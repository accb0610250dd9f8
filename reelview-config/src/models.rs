use std::path::PathBuf;
use std::time::Duration;

use reelview_model::{DEFAULT_IMAGE_BASE, ImageSize};

pub const DEFAULT_API_BASE: &str = "https://api.themoviedb.org/3";
pub const DEFAULT_PAGE_SIZE: usize = 6;
pub const DEFAULT_TIMEOUT: Duration = Duration::from_secs(10);

/// Fully resolved configuration.
#[derive(Debug, Clone)]
pub struct Config {
    pub catalog: CatalogConfig,
    pub images: ImageConfig,
    pub carousel: CarouselConfig,
    pub metadata: ConfigMetadata,
}

/// Remote catalog access.
#[derive(Clone)]
pub struct CatalogConfig {
    pub api_key: String,
    pub api_base_url: String,
    pub language: Option<String>,
    pub region: Option<String>,
    pub timeout: Duration,
}

impl std::fmt::Debug for CatalogConfig {
    fn fmt(&self, f: &mut std::fmt::Formatter<'_>) -> std::fmt::Result {
        f.debug_struct("CatalogConfig")
            .field("api_key", &"<redacted>")
            .field("api_base_url", &self.api_base_url)
            .field("language", &self.language)
            .field("region", &self.region)
            .field("timeout", &self.timeout)
            .finish()
    }
}

#[derive(Debug, Clone, PartialEq, Eq)]
pub struct ImageConfig {
    pub base_url: String,
    /// Size used for slider cards.
    pub slider_size: ImageSize,
    /// Size used for the page banner and the overlay cover.
    pub banner_size: ImageSize,
}

impl Default for ImageConfig {
    fn default() -> Self {
        Self {
            base_url: DEFAULT_IMAGE_BASE.to_string(),
            slider_size: ImageSize::card(),
            banner_size: ImageSize::Original,
        }
    }
}

#[derive(Debug, Clone, Copy, PartialEq, Eq)]
pub struct CarouselConfig {
    /// Cards per slider page.
    pub page_size: usize,
    /// Drop the banner category's first item from its slider.
    pub banner_excludes_first: bool,
}

impl Default for CarouselConfig {
    fn default() -> Self {
        Self {
            page_size: DEFAULT_PAGE_SIZE,
            banner_excludes_first: true,
        }
    }
}

/// Where the configuration came from.
#[derive(Debug, Clone, Default)]
pub struct ConfigMetadata {
    pub config_path: Option<PathBuf>,
    pub env_file_loaded: bool,
}
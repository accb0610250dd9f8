use std::path::PathBuf;
use thiserror::Error;

use crate::validation::ConfigGuardRailError;

#[derive(Debug, Error)]
pub enum ConfigLoadError {
    #[error("configuration file missing: {path}")]
    MissingConfig { path: PathBuf },
    #[error("failed to read configuration {path}")]
    Io {
        path: PathBuf,
        #[source]
        source: std::io::Error,
    },
    #[error("failed to parse configuration {path}")]
    Parse {
        path: PathBuf,
        #[source]
        source: toml::de::Error,
    },
    #[error(transparent)]
    GuardRail(#[from] ConfigGuardRailError),
    #[error(transparent)]
    EnvFile(#[from] dotenvy::Error),
}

* * * * * * *

Exercise description: Set the data down once more, exactly as it stands.

Result of the exercise:
repository accb0610250dd9f8
filename reelview-config/src/models.rs
use std::path::PathBuf;
use std::time::Duration;

use reelview_model::{DEFAULT_IMAGE_BASE, ImageSize};

pub const DEFAULT_API_BASE: &str = "https://api.themoviedb.org/3";
pub const DEFAULT_PAGE_SIZE: usize = 6;
pub const DEFAULT_TIMEOUT: Duration = Duration::from_secs(10);

/// Fully resolved configuration.
#[derive(Debug, Clone)]
pub struct Config {
    pub catalog: CatalogConfig,
    pub images: ImageConfig,
    pub carousel: CarouselConfig,
    pub metadata: ConfigMetadata,
}

/// Remote catalog access.
#[derive(Clone)]
pub struct CatalogConfig {
    pub api_key: String,
    pub api_base_url: String,
    pub language: Option<String>,
    pub region: Option<String>,
    pub timeout: Duration,
}

impl std::fmt::Debug for CatalogConfig {
    fn fmt(&self, f: &mut std::fmt::Formatter<'_>) -> std::fmt::Result {
        f.debug_struct("CatalogConfig")
            .field("api_key", &"<redacted>")
            .field("api_base_url", &self.api_base_url)
            .field("language", &self.language)
            .field("region", &self.region)
            .field("timeout", &self.timeout)
            .finish()
    }
}

#[derive(Debug, Clone, PartialEq, Eq)]
pub struct ImageConfig {
    pub base_url: String,
    /// Size used for slider cards.
    pub slider_size: ImageSize,
    /// Size used for the page banner and the overlay cover.
    pub banner_size: ImageSize,
}

impl Default for ImageConfig {
    fn default() -> Self {
        Self {
            base_url: DEFAULT_IMAGE_BASE.to_string(),
            slider_size: ImageSize::card(),
            banner_size: ImageSize::Original,
        }
    }
}

#[derive(Debug, Clone, Copy, PartialEq, Eq)]
pub struct CarouselConfig {
    /// Cards per slider page.
    pub page_size: usize,
    /// Drop the banner category's first item from its slider.
    pub banner_excludes_first: bool,
}

impl Default for CarouselConfig {
    fn default() -> Self {
        Self {
            page_size: DEFAULT_PAGE_SIZE,
            banner_excludes_first: true,
        }
    }
}

/// Where the configuration came from.
#[derive(Debug, Clone, Default)]
pub struct ConfigMetadata {
    pub config_path: Option<PathBuf>,
    pub env_file_loaded: bool,
}
repository accb0610250dd9f8
use std::path::PathBuf;
use thiserror::Error;

use crate::validation::ConfigGuardRailError;

#[derive(Debug, Error)]
pub enum ConfigLoadError {
    #[error("configuration file missing: {path}")]
    MissingConfig { path: PathBuf },
    #[error("failed to read configuration {path}")]
    Io {
        path: PathBuf,
        #[source]
        source: std::io::Error,
    },
    #[error("failed to parse configuration {path}")]
    Parse {
        path: PathBuf,
        #[source]
        source: toml::de::Error,
    },
    #[error(transparent)]
    GuardRail(#[from] ConfigGuardRailError),
    #[error(transparent)]
    EnvFile(#[from] dotenvy::Error),
}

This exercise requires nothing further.